= WHAT THE TASK REQUIRES =
Filter the entries for the word "bool". Copy each line in which it occurs.

= EXTRACTED MATERIAL =
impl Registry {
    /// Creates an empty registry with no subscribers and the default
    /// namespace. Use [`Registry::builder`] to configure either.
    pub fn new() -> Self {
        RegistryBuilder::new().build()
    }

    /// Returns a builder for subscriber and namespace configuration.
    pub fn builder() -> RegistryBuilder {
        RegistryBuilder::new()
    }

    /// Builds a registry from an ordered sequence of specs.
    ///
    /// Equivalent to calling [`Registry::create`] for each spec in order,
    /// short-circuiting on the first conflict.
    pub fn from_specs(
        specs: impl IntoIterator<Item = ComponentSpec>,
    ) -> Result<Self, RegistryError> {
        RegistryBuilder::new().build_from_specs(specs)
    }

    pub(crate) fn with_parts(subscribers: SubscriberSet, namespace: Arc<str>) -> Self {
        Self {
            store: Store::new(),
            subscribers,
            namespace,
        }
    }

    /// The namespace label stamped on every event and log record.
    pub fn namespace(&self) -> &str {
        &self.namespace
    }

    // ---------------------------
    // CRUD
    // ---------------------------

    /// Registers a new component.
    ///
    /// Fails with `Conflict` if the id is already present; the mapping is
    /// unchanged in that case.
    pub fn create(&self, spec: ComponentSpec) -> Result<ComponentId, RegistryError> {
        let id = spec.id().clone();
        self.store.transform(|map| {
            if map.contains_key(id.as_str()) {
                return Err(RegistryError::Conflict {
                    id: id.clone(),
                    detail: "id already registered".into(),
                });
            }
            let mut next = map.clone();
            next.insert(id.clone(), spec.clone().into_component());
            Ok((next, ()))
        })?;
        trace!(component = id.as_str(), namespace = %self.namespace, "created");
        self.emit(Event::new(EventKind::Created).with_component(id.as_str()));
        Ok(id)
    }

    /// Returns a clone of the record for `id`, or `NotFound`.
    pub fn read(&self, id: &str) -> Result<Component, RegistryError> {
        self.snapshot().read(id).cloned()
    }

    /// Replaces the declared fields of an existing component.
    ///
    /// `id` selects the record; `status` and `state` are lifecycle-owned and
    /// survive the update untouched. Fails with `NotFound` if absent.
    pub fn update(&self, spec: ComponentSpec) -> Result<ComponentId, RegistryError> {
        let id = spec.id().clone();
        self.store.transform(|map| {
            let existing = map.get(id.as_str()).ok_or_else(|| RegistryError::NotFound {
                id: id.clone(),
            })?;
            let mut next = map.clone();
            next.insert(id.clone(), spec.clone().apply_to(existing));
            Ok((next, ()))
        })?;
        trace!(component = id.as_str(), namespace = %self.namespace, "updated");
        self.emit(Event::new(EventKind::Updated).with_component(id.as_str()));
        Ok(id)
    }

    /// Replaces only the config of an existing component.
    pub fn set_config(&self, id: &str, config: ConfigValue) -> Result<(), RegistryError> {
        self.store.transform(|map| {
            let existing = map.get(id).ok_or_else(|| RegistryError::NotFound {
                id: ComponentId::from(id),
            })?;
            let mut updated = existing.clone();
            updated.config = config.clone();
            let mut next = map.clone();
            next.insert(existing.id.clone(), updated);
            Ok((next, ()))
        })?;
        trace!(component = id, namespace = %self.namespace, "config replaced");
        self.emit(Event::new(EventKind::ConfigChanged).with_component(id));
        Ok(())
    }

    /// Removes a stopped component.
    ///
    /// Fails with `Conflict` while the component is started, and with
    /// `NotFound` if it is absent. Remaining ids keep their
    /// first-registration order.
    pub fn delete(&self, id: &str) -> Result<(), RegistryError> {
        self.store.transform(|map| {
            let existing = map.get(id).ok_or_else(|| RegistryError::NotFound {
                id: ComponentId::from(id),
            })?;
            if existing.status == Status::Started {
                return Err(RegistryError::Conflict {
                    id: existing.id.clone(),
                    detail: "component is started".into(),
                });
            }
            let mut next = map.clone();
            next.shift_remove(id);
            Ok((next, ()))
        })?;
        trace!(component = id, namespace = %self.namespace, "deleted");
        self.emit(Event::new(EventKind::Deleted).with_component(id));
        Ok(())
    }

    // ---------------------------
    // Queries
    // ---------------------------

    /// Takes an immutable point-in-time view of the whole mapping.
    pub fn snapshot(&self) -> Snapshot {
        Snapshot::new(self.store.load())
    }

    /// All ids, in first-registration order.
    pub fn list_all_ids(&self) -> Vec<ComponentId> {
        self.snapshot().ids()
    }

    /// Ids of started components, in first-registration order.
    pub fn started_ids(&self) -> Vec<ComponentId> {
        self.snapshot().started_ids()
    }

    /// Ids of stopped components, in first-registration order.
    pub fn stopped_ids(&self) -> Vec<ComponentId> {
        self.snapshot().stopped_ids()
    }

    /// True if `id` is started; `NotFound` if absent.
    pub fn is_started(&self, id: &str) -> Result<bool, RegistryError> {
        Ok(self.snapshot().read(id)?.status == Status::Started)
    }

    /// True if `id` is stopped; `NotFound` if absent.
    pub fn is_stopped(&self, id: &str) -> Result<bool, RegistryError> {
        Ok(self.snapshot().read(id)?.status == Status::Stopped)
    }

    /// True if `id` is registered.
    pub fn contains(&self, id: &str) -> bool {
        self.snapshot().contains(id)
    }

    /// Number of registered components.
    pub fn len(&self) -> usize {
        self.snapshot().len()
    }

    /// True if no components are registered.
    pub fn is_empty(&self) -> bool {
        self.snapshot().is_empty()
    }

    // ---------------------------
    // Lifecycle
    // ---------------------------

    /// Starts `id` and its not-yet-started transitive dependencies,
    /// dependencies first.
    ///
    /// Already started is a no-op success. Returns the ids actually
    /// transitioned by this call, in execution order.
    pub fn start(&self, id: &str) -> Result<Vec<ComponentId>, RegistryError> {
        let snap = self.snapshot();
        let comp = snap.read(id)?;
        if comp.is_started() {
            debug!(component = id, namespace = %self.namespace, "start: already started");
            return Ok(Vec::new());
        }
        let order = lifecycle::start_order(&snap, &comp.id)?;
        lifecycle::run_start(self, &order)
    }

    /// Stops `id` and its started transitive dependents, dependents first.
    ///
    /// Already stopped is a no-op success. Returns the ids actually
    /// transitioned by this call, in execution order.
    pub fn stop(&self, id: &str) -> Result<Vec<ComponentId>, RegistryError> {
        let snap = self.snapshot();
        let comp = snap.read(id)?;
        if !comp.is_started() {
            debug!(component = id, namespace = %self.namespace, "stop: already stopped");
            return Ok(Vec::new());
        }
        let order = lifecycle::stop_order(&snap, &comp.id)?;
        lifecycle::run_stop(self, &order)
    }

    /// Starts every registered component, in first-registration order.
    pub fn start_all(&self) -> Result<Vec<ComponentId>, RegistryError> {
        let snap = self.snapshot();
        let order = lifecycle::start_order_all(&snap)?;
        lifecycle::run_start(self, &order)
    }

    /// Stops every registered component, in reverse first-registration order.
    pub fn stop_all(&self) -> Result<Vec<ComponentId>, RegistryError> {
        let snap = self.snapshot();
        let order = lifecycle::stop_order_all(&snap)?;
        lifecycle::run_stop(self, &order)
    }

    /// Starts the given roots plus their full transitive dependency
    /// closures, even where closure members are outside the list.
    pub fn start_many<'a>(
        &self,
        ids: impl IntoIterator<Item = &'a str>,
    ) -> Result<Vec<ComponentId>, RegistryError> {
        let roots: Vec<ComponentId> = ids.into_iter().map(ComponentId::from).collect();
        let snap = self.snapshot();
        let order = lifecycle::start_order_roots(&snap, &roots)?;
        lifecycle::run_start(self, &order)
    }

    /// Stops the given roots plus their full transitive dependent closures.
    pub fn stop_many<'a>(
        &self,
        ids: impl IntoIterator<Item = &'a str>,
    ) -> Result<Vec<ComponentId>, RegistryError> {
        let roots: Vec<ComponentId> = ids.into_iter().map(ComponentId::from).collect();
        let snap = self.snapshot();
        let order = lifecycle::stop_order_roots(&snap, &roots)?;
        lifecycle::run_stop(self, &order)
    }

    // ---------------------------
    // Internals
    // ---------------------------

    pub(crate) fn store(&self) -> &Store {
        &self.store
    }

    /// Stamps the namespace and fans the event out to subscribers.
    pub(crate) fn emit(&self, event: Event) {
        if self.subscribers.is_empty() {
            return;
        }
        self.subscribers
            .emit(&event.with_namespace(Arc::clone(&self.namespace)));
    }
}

= RESPONSE TO THIS TASK =
    pub fn is_started(&self, id: &str) -> Result<bool, RegistryError> {
    pub fn is_stopped(&self, id: &str) -> Result<bool, RegistryError> {
    pub fn contains(&self, id: &str) -> bool {
    pub fn is_empty(&self) -> bool {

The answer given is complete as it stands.